“Stability is risky,” Columbia Business School’s Rita McGrath told us. “By the time you need change management it’s almost too late. You want to be in continual motion. There are some things you want to keep stable as an organization. You want stability in values, you want stability in leadership, you want stability in your core reason for being. And I actually found firms that were capable of super success in this very dynamic environment combined stability with motion. So they had a lot of stability in things like values and talent and networks and developing people, and incredible dynamism in investments and locations, how they move people around. And so it’s this combination of stability with dynamism that seems to be the trick.”
Dynamic stability is an elusive state. When do you perform a strategic volte face and head in a new direction? The reality is that most organizations don’t act until it is too late. The time to question your strategy and change things is usually now.
After all, the only surefire rule is that competitive advantages change. Yesterday’s competitive advantage is history. Intel’s Andy Grove wrote a great book entitled Only the Paranoid Survive and former H-P chief Lew Platt suggested that H-P should stand for “healthy paranoia” and explained why: “General Motors, Sears, International Business Machines, were the greatest companies in their industries, the best of the best in the world. These companies did not make gigantic mistakes. They were not led by stupid, inept people. The only real mistake they made was to keep doing what it was that had made them successful for a little too long.”
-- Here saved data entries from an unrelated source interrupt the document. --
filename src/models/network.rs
//! Feed-forward network with one tanh hidden layer and a linear output.
//!
//! Inputs and target are min-max scaled to `[-1, 1]` with the ranges seen in
//! training; predictions are mapped back to load units.
//!
//! Shapes (`d` features, `h` hidden units, `n` observations):
//!
//! ```text
//! X  d×n    W1 h×d   b1 h×1
//! A = tanh(W1·X + b1)          h×n
//! Y = W2·A + b2                1×n    W2 1×h   b2 1×1
//! ```

use nalgebra::{DMatrix, RowDVector};
use rand::Rng;
use rand_distr::{Distribution, Normal};

use crate::domain::NetworkParams;
use crate::error::AppError;
use crate::math::MinMaxScaler;
use crate::models::LoadPredictor;

#[derive(Debug, Clone, PartialEq)]
pub struct FeedForwardNet {
    pub input_scaler: MinMaxScaler,
    pub target_scaler: MinMaxScaler,
    pub w1: DMatrix<f64>,
    pub b1: DMatrix<f64>,
    pub w2: DMatrix<f64>,
    pub b2: DMatrix<f64>,
}

/// Gradients of the mean squared error, same shapes as the weights.
#[derive(Debug, Clone)]
pub struct Gradients {
    pub w1: DMatrix<f64>,
    pub b1: DMatrix<f64>,
    pub w2: DMatrix<f64>,
    pub b2: DMatrix<f64>,
}

impl FeedForwardNet {
    /// Xavier-style Gaussian weights, zero biases.
    pub fn new_random<R: Rng + ?Sized>(
        input_scaler: MinMaxScaler,
        target_scaler: MinMaxScaler,
        hidden: usize,
        rng: &mut R,
    ) -> Result<Self, AppError> {
        let d = input_scaler.len();
        if d == 0 || hidden == 0 {
            return Err(AppError::input("Network needs at least one input and one hidden unit."));
        }

        let hidden_dist = Normal::new(0.0, (1.0 / d as f64).sqrt())
            .map_err(|e| AppError::runtime(format!("Weight distribution error: {e}")))?;
        let output_dist = Normal::new(0.0, (1.0 / hidden as f64).sqrt())
            .map_err(|e| AppError::runtime(format!("Weight distribution error: {e}")))?;

        Ok(Self {
            input_scaler,
            target_scaler,
            w1: DMatrix::from_fn(hidden, d, |_, _| hidden_dist.sample(rng)),
            b1: DMatrix::zeros(hidden, 1),
            w2: DMatrix::from_fn(1, hidden, |_, _| output_dist.sample(rng)),
            b2: DMatrix::zeros(1, 1),
        })
    }

    pub fn n_inputs(&self) -> usize {
        self.w1.ncols()
    }

    pub fn n_hidden(&self) -> usize {
        self.w1.nrows()
    }

    /// Forward pass on scaled inputs; returns `(hidden activations, scaled output)`.
    pub fn forward_scaled(&self, x: &DMatrix<f64>) -> (DMatrix<f64>, DMatrix<f64>) {
        let mut z1 = &self.w1 * x;
        add_column_bias(&mut z1, &self.b1);
        let a1 = z1.map(f64::tanh);

        let mut y = &self.w2 * &a1;
        add_column_bias(&mut y, &self.b2);
        (a1, y)
    }

    /// Mean squared error on scaled data and its gradients.
    pub fn loss_and_gradients(&self, x: &DMatrix<f64>, t: &DMatrix<f64>) -> (f64, Gradients) {
        let n = x.ncols().max(1) as f64;
        let (a1, y) = self.forward_scaled(x);

        let err = &y - t;
        let loss = err.norm_squared() / n;

        let dy = err * (2.0 / n);
        let w2 = &dy * a1.transpose();
        let b2 = DMatrix::from_element(1, 1, dy.sum());

        let da1 = self.w2.transpose() * &dy;
        let dz1 = da1.component_mul(&a1.map(|a| 1.0 - a * a));
        let w1 = &dz1 * x.transpose();
        let b1 = DMatrix::from_column_slice(dz1.nrows(), 1, dz1.column_sum().as_slice());

        (loss, Gradients { w1, b1, w2, b2 })
    }

    /// Mean squared error on scaled data.
    pub fn loss(&self, x: &DMatrix<f64>, t: &DMatrix<f64>) -> f64 {
        let n = x.ncols().max(1) as f64;
        let (_, y) = self.forward_scaled(x);
        (&y - t).norm_squared() / n
    }

    pub fn to_params(&self) -> NetworkParams {
        NetworkParams {
            input_min: self.input_scaler.min.clone(),
            input_max: self.input_scaler.max.clone(),
            target_min: self.target_scaler.min[0],
            target_max: self.target_scaler.max[0],
            hidden_weights: self.w1.row_iter().map(|r| r.iter().copied().collect()).collect(),
            hidden_bias: self.b1.iter().copied().collect(),
            output_weights: self.w2.iter().copied().collect(),
            output_bias: self.b2[(0, 0)],
        }
    }

    pub fn from_params(p: &NetworkParams) -> Result<Self, AppError> {
        let d = p.input_min.len();
        let h = p.hidden_bias.len();
        let shapes_ok = d > 0
            && h > 0
            && p.input_max.len() == d
            && p.hidden_weights.len() == h
            && p.hidden_weights.iter().all(|r| r.len() == d)
            && p.output_weights.len() == h;
        if !shapes_ok {
            return Err(AppError::input("Network parameters have inconsistent shapes."));
        }

        let flat: Vec<f64> = p.hidden_weights.iter().flatten().copied().collect();
        Ok(Self {
            input_scaler: MinMaxScaler {
                min: p.input_min.clone(),
                max: p.input_max.clone(),
            },
            target_scaler: MinMaxScaler {
                min: vec![p.target_min],
                max: vec![p.target_max],
            },
            w1: DMatrix::from_row_slice(h, d, &flat),
            b1: DMatrix::from_column_slice(h, 1, &p.hidden_bias),
            w2: DMatrix::from_row_slice(1, h, &p.output_weights),
            b2: DMatrix::from_element(1, 1, p.output_bias),
        })
    }
}

impl LoadPredictor for FeedForwardNet {
    fn predict(&self, features: &DMatrix<f64>) -> Result<RowDVector<f64>, AppError> {
        if features.nrows() != self.n_inputs() {
            return Err(AppError::input(format!(
                "Network expects {} feature rows, got {}.",
                self.n_inputs(),
                features.nrows()
            )));
        }
        let x = self.input_scaler.transform(features);
        let (_, y) = self.forward_scaled(&x);
        let y = self.target_scaler.inverse(&y);
        Ok(RowDVector::from_iterator(y.ncols(), y.iter().copied()))
    }
}

fn add_column_bias(m: &mut DMatrix<f64>, bias: &DMatrix<f64>) {
    for j in 0..m.ncols() {
        for i in 0..m.nrows() {
            m[(i, j)] += bias[(i, 0)];
        }
    }
}

#[cfg(test)]
mod tests {
    use super::*;
    use rand::SeedableRng;
    use rand::rngs::StdRng;

    fn tiny_net() -> FeedForwardNet {
        let scaler = MinMaxScaler {
            min: vec![0.0, 0.0],
            max: vec![1.0, 1.0],
        };
        let target = MinMaxScaler {
            min: vec![0.0],
            max: vec![10.0],
        };
        let mut rng = StdRng::seed_from_u64(7);
        FeedForwardNet::new_random(scaler, target, 3, &mut rng).unwrap()
    }

    #[test]
    fn gradients_match_finite_differences() {
        let net = tiny_net();
        let x = DMatrix::from_row_slice(2, 3, &[0.1, -0.4, 0.7, 0.5, 0.2, -0.9]);
        let t = DMatrix::from_row_slice(1, 3, &[0.3, -0.2, 0.8]);
        let (_, g) = net.loss_and_gradients(&x, &t);

        let eps = 1e-6;
        let mut bumped = net.clone();
        bumped.w1[(1, 0)] += eps;
        let numeric = (bumped.loss(&x, &t) - net.loss(&x, &t)) / eps;
        assert!((numeric - g.w1[(1, 0)]).abs() < 1e-4);

        let mut bumped = net.clone();
        bumped.b2[(0, 0)] += eps;
        let numeric = (bumped.loss(&x, &t) - net.loss(&x, &t)) / eps;
        assert!((numeric - g.b2[(0, 0)]).abs() < 1e-4);

        let mut bumped = net.clone();
        bumped.b1[(2, 0)] += eps;
        let numeric = (bumped.loss(&x, &t) - net.loss(&x, &t)) / eps;
        assert!((numeric - g.b1[(2, 0)]).abs() < 1e-4);
    }

    #[test]
    fn params_round_trip_preserves_predictions() {
        let net = tiny_net();
        let back = FeedForwardNet::from_params(&net.to_params()).unwrap();
        let x = DMatrix::from_row_slice(2, 2, &[0.2, 0.9, 0.4, 0.1]);
        assert_eq!(net.predict(&x).unwrap(), back.predict(&x).unwrap());
    }

    #[test]
    fn rejects_wrong_feature_count() {
        let net = tiny_net();
        assert!(net.predict(&DMatrix::zeros(3, 1)).is_err());
    }
}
It doesn’t have to be that way. Consider the clothing retailer Benetton. In 1992 it had a turnover in excess of £1 billion and appeared to have the world at its feet. Luciano Benetton disagreed and decided that the company needed to embrace the future before it was too late. He decided to invest £80 million in an advanced clothing factory. The company changed the way it did business.
At the time, Benetton was (according to the company at least) the third best known brand in the world. But Luciano Benetton wanted to move the company forward. At the company’s headquarter in Ponzano Veneto, a seventeenth century villa just outside Castrette di Villorba, north of Venice, Benetton came up with a highly ambitious plan. In response to high labor costs, Benetton invested a massive £80 million in an advanced clothing factory. It installed state of the art systems – software teold the machines what to make in response to information coming directly from the company’s stores worldwide.
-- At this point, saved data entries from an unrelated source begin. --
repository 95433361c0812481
//! Per-row min-max scaling to `[-1, 1]`.
//!
//! Network inputs and targets are scaled row by row using the ranges seen in
//! training. A constant row (`max == min`) maps to 0.

use nalgebra::DMatrix;

#[derive(Debug, Clone, PartialEq)]
pub struct MinMaxScaler {
    pub min: Vec<f64>,
    pub max: Vec<f64>,
}

impl MinMaxScaler {
    /// Ranges of each row of `m`. Returns `None` for an empty or non-finite matrix.
    pub fn fit(m: &DMatrix<f64>) -> Option<Self> {
        if m.ncols() == 0 {
            return None;
        }
        let mut min = Vec::with_capacity(m.nrows());
        let mut max = Vec::with_capacity(m.nrows());
        for row in m.row_iter() {
            let lo = row.iter().copied().fold(f64::INFINITY, f64::min);
            let hi = row.iter().copied().fold(f64::NEG_INFINITY, f64::max);
            if !(lo.is_finite() && hi.is_finite()) {
                return None;
            }
            min.push(lo);
            max.push(hi);
        }
        Some(Self { min, max })
    }

    pub fn len(&self) -> usize {
        self.min.len()
    }

    pub fn is_empty(&self) -> bool {
        self.min.is_empty()
    }

    pub fn transform(&self, m: &DMatrix<f64>) -> DMatrix<f64> {
        let mut out = m.clone();
        for (i, mut row) in out.row_iter_mut().enumerate() {
            let (lo, hi) = (self.min[i], self.max[i]);
            for v in row.iter_mut() {
                *v = scale(*v, lo, hi);
            }
        }
        out
    }

    pub fn inverse(&self, m: &DMatrix<f64>) -> DMatrix<f64> {
        let mut out = m.clone();
        for (i, mut row) in out.row_iter_mut().enumerate() {
            let (lo, hi) = (self.min[i], self.max[i]);
            for v in row.iter_mut() {
                *v = unscale(*v, lo, hi);
            }
        }
        out
    }
}

fn scale(v: f64, lo: f64, hi: f64) -> f64 {
    let span = hi - lo;
    if span <= 0.0 {
        return 0.0;
    }
    2.0 * (v - lo) / span - 1.0
}

fn unscale(v: f64, lo: f64, hi: f64) -> f64 {
    let span = hi - lo;
    if span <= 0.0 {
        return lo;
    }
    (v + 1.0) * span / 2.0 + lo
}
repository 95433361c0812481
//! Terminal plots.

pub mod ascii;

pub use ascii::*;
Its investment in technology made Benetton’s Castrette industrial complex among the world’s most advanced. The factory was soon producing almost 100 million garments every year and included an automatic distribution system handling over 30,000 packages every day. This process was managed by a mere 19 people – a traditional system required at least 400.
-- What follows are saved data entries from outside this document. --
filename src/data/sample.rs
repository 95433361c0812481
//! Synthetic hourly load and weather generation.
//!
//! Produces a pair of CSV files in the same layout the ingest layer reads, so
//! the whole pipeline can be exercised without real utility exports.

use std::f64::consts::TAU;
use std::fs::{self, File};
use std::io::Write;
use std::path::{Path, PathBuf};

use chrono::{Datelike, Duration, Timelike};
use rand::prelude::*;
use rand::rngs::StdRng;
use rand_distr::Normal;
use tracing::info;

use crate::domain::Timestamp;
use crate::error::AppError;

pub const LOAD_FILE: &str = "load.csv";
pub const WEATHER_FILE: &str = "weather.csv";

/// Average load level (MW) before seasonal and weather effects.
const BASE_LOAD: f64 = 5500.0;
/// Above this temperature (°F) cooling demand kicks in.
const COOLING_THRESHOLD: f64 = 65.0;
/// Below this temperature (°F) heating demand kicks in.
const HEATING_THRESHOLD: f64 = 50.0;
const COOLING_SLOPE: f64 = 45.0;
const HEATING_SLOPE: f64 = 30.0;
const WEEKEND_FACTOR: f64 = 0.88;
const LOAD_NOISE_SD: f64 = 60.0;
const TEMPERATURE_NOISE_SD: f64 = 1.5;

#[derive(Debug, Clone)]
pub struct SampleConfig {
    pub start: Timestamp,
    pub days: usize,
    pub seed: u64,
    pub zone: String,
    /// Chance that an hour is absent from the load file.
    pub load_gap_prob: f64,
    /// Chance that an hour has an empty temperature cell.
    pub weather_gap_prob: f64,
}

#[derive(Debug, Clone, PartialEq)]
pub struct SampleRow {
    pub timestamp: Timestamp,
    pub load: Option<f64>,
    pub temperature: Option<f64>,
    pub dew_point: Option<f64>,
}

#[derive(Debug, Clone)]
pub struct SampleData {
    pub zone: String,
    pub rows: Vec<SampleRow>,
}

pub fn generate_sample(config: &SampleConfig) -> Result<SampleData, AppError> {
    if config.days == 0 {
        return Err(AppError::input("Sample length must be at least one day."));
    }
    if config.zone.trim().is_empty() {
        return Err(AppError::input("Zone name must not be empty."));
    }
    for (name, p) in [
        ("load gap", config.load_gap_prob),
        ("weather gap", config.weather_gap_prob),
    ] {
        if !(0.0..1.0).contains(&p) {
            return Err(AppError::input(format!("Invalid {name} probability {p}; expected [0, 1).")));
        }
    }

    let mut rng = StdRng::seed_from_u64(config.seed);
    let load_noise = Normal::new(0.0, LOAD_NOISE_SD)
        .map_err(|e| AppError::runtime(format!("Noise distribution error: {e}")))?;
    let temp_noise = Normal::new(0.0, TEMPERATURE_NOISE_SD)
        .map_err(|e| AppError::runtime(format!("Noise distribution error: {e}")))?;

    let hours = config.days * 24;
    let mut rows = Vec::with_capacity(hours);
    for h in 0..hours {
        let timestamp = config.start + Duration::hours(h as i64);

        let temperature = seasonal_temperature(&timestamp) + temp_noise.sample(&mut rng);
        let spread = 8.0 + 3.0 * rng.gen_range(-1.0..=1.0);
        let dew_point = temperature - spread;
        let load = seasonal_load(&timestamp, temperature) + load_noise.sample(&mut rng);

        let weather_gap = rng.gen_bool(config.weather_gap_prob);
        let load_gap = rng.gen_bool(config.load_gap_prob);

        rows.push(SampleRow {
            timestamp,
            load: (!load_gap).then_some(load),
            temperature: (!weather_gap).then_some(temperature),
            dew_point: (!weather_gap).then_some(dew_point),
        });
    }

    Ok(SampleData {
        zone: config.zone.clone(),
        rows,
    })
}

/// Annual cycle (coldest mid-January) plus a daily cycle peaking mid-afternoon.
fn seasonal_temperature(ts: &Timestamp) -> f64 {
    let doy = ts.ordinal0() as f64;
    let hour = ts.hour() as f64;
    let annual = 55.0 - 22.0 * (TAU * (doy - 15.0) / 365.0).cos();
    let daily = 8.0 * (TAU * (hour - 15.0) / 24.0).cos();
    annual + daily
}

fn seasonal_load(ts: &Timestamp, temperature: f64) -> f64 {
    let hour = ts.hour() as f64;
    // Overnight trough around 04:00, evening peak around 18:00.
    let daily = -700.0 * (TAU * (hour - 4.0) / 24.0).cos() + 250.0 * (TAU * (hour - 18.0) / 12.0).cos();
    let weather = COOLING_SLOPE * (temperature - COOLING_THRESHOLD).max(0.0)
        + HEATING_SLOPE * (HEATING_THRESHOLD - temperature).max(0.0);
    let weekday = ts.weekday().number_from_monday();
    let level = if weekday >= 6 { BASE_LOAD * WEEKEND_FACTOR } else { BASE_LOAD };
    level + daily + weather
}

/// Write `load.csv` and `weather.csv` into `dir`, creating it if needed.
pub fn write_sample_csv(dir: &Path, data: &SampleData) -> Result<(PathBuf, PathBuf), AppError> {
    fs::create_dir_all(dir)
        .map_err(|e| AppError::input(format!("Failed to create output directory '{}': {e}", dir.display())))?;

    let load_path = dir.join(LOAD_FILE);
    let weather_path = dir.join(WEATHER_FILE);

    write_file(&load_path, |f| write_load(f, data))?;
    write_file(&weather_path, |f| write_weather(f, data))?;

    info!(
        rows = data.rows.len(),
        load = %load_path.display(),
        weather = %weather_path.display(),
        "wrote sample data"
    );
    Ok((load_path, weather_path))
}

fn write_file(path: &Path, write: impl FnOnce(File) -> Result<(), csv::Error>) -> Result<(), AppError> {
    let file = File::create(path)
        .map_err(|e| AppError::input(format!("Failed to create '{}': {e}", path.display())))?;
    write(file).map_err(|e| AppError::input(format!("Failed to write '{}': {e}", path.display())))
}

/// Load CSV: `timestamp,<zone>`; gap hours are left out entirely.
pub fn write_load<W: Write>(writer: W, data: &SampleData) -> Result<(), csv::Error> {
    let mut w = csv::Writer::from_writer(writer);
    w.write_record(["timestamp", data.zone.as_str()])?;
    for row in &data.rows {
        if let Some(load) = row.load {
            w.write_record([row.timestamp.to_rfc3339(), format!("{load:.1}")])?;
        }
    }
    w.flush()?;
    Ok(())
}

/// Weather CSV: `timestamp,temperature` with `"[t, d]"` pairs; gap hours have
/// an empty cell.
pub fn write_weather<W: Write>(writer: W, data: &SampleData) -> Result<(), csv::Error> {
    let mut w = csv::Writer::from_writer(writer);
    w.write_record(["timestamp", "temperature"])?;
    for row in &data.rows {
        let cell = match (row.temperature, row.dew_point) {
            (Some(t), Some(d)) => format!("[{t:.1}, {d:.1}]"),
            _ => String::new(),
        };
        w.write_record([row.timestamp.to_rfc3339(), cell])?;
    }
    w.flush()?;
    Ok(())
}

#[cfg(test)]
mod tests {
    use super::*;
    use crate::domain::{COL_DEW_POINT, COL_LOAD, COL_TEMPERATURE};
    use crate::io::{read_load_table, read_weather_table};
    use chrono::{FixedOffset, TimeZone};

    fn config(days: usize) -> SampleConfig {
        SampleConfig {
            start: FixedOffset::west_opt(5 * 3600).unwrap().with_ymd_and_hms(2008, 1, 1, 0, 0, 0).unwrap(),
            days,
            seed: 7,
            zone: "NYC".to_string(),
            load_gap_prob: 0.0,
            weather_gap_prob: 0.0,
        }
    }

    #[test]
    fn deterministic_for_a_seed() {
        let a = generate_sample(&config(3)).unwrap();
        let b = generate_sample(&config(3)).unwrap();
        assert_eq!(a.rows, b.rows);
        assert_eq!(a.rows.len(), 72);
    }

    #[test]
    fn summer_afternoons_outdraw_winter_nights_in_temperature() {
        let data = generate_sample(&config(365)).unwrap();
        let jan_night = data.rows[4].temperature.unwrap();
        let jul_afternoon = data.rows[(182 * 24) + 15].temperature.unwrap();
        assert!(jul_afternoon > jan_night + 20.0);
        assert!(data.rows.iter().all(|r| r.dew_point.unwrap() < r.temperature.unwrap()));
    }

    #[test]
    fn gaps_follow_probabilities() {
        let mut cfg = config(30);
        cfg.load_gap_prob = 0.1;
        cfg.weather_gap_prob = 0.2;
        let data = generate_sample(&cfg).unwrap();
        let load_gaps = data.rows.iter().filter(|r| r.load.is_none()).count();
        let weather_gaps = data.rows.iter().filter(|r| r.temperature.is_none()).count();
        assert!(load_gaps > 20 && load_gaps < 150, "load gaps {load_gaps}");
        assert!(weather_gaps > 70 && weather_gaps < 220, "weather gaps {weather_gaps}");
    }

    #[test]
    fn invalid_config_is_input_error() {
        let mut cfg = config(0);
        assert_eq!(generate_sample(&cfg).unwrap_err().exit_code(), 2);
        cfg.days = 1;
        cfg.weather_gap_prob = 1.0;
        assert_eq!(generate_sample(&cfg).unwrap_err().exit_code(), 2);
    }

    #[test]
    fn written_csv_reads_back_through_ingest() {
        let mut cfg = config(2);
        cfg.load_gap_prob = 0.1;
        cfg.weather_gap_prob = 0.1;
        let data = generate_sample(&cfg).unwrap();
        let offset = FixedOffset::west_opt(5 * 3600).unwrap();

        let mut load_buf = Vec::new();
        write_load(&mut load_buf, &data).unwrap();
        let load = read_load_table(load_buf.as_slice(), "nyc", offset).unwrap();
        let expected_load = data.rows.iter().filter(|r| r.load.is_some()).count();
        assert_eq!(load.table.len(), expected_load);
        assert!(load.row_errors.is_empty());
        assert!(load.table.column(COL_LOAD).unwrap().iter().all(|v| v.is_some()));

        let mut weather_buf = Vec::new();
        write_weather(&mut weather_buf, &data).unwrap();
        let weather = read_weather_table(weather_buf.as_slice(), offset).unwrap();
        assert_eq!(weather.table.len(), 48);
        let temps = weather.table.column(COL_TEMPERATURE).unwrap();
        let dews = weather.table.column(COL_DEW_POINT).unwrap();
        for (i, row) in data.rows.iter().enumerate() {
            assert_eq!(temps[i].is_some(), row.temperature.is_some());
            assert_eq!(dews[i].is_some(), row.dew_point.is_some());
        }
    }
}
Benetton‘s support systems and studious awareness of how it was pushing and pulling its brand mean that, in Benetton’s case, bigger did actually become better.
And the strategic lessons?
One, keep it simple. Benetton’s trademark products – colorful clothing – are strikingly simple but instantly recognizable as the company’s. It has extended its interests with caution. Its other brands now include Zerotondo, Sisley and 012. It moved into sportswear and sporting equipment through such brands as Prince, Nordica and Rollerblade.
Two, attract attention. The “United Colors of Benetton” brand provides a large variety of easy options for advertising images. Eschewing them, Benetton has cornered the market in surprising, or offensive, advertising. One featured Luciano Benetton naked except for the line “I want my clothes back”. Then there are the shocking images of people dying. Gratuitous? Perhaps, but it has largely succeeded in cementing Benetton’s niche as a colorful outsider.
Photographer Oliviero Toscani has been responsible for some of the most striking images used by Benetton. “Everything we do is about impulse, about guts,” says Toscani. “That’s what built Benetton; Luciano didn’t test the market for a taste in colored sweaters.” The ads are an expression of the brand, of the company and of Luciano Benetton.
This is how the company explains the images it uses to sell more sweaters: “Benetton’s communication strategy was born of the company’s wish to produce images of global concern for its global customers…. Benetton believes that it is important for companies to take a stance in the real world instead of using their advertising budget to perpetuate the myth that they can make consumers happy through the mere purchase of their product.” True enough, but Benetton’s “stance” is often difficult to determine.
Change while you are ahead. Often stated; rarely achieved.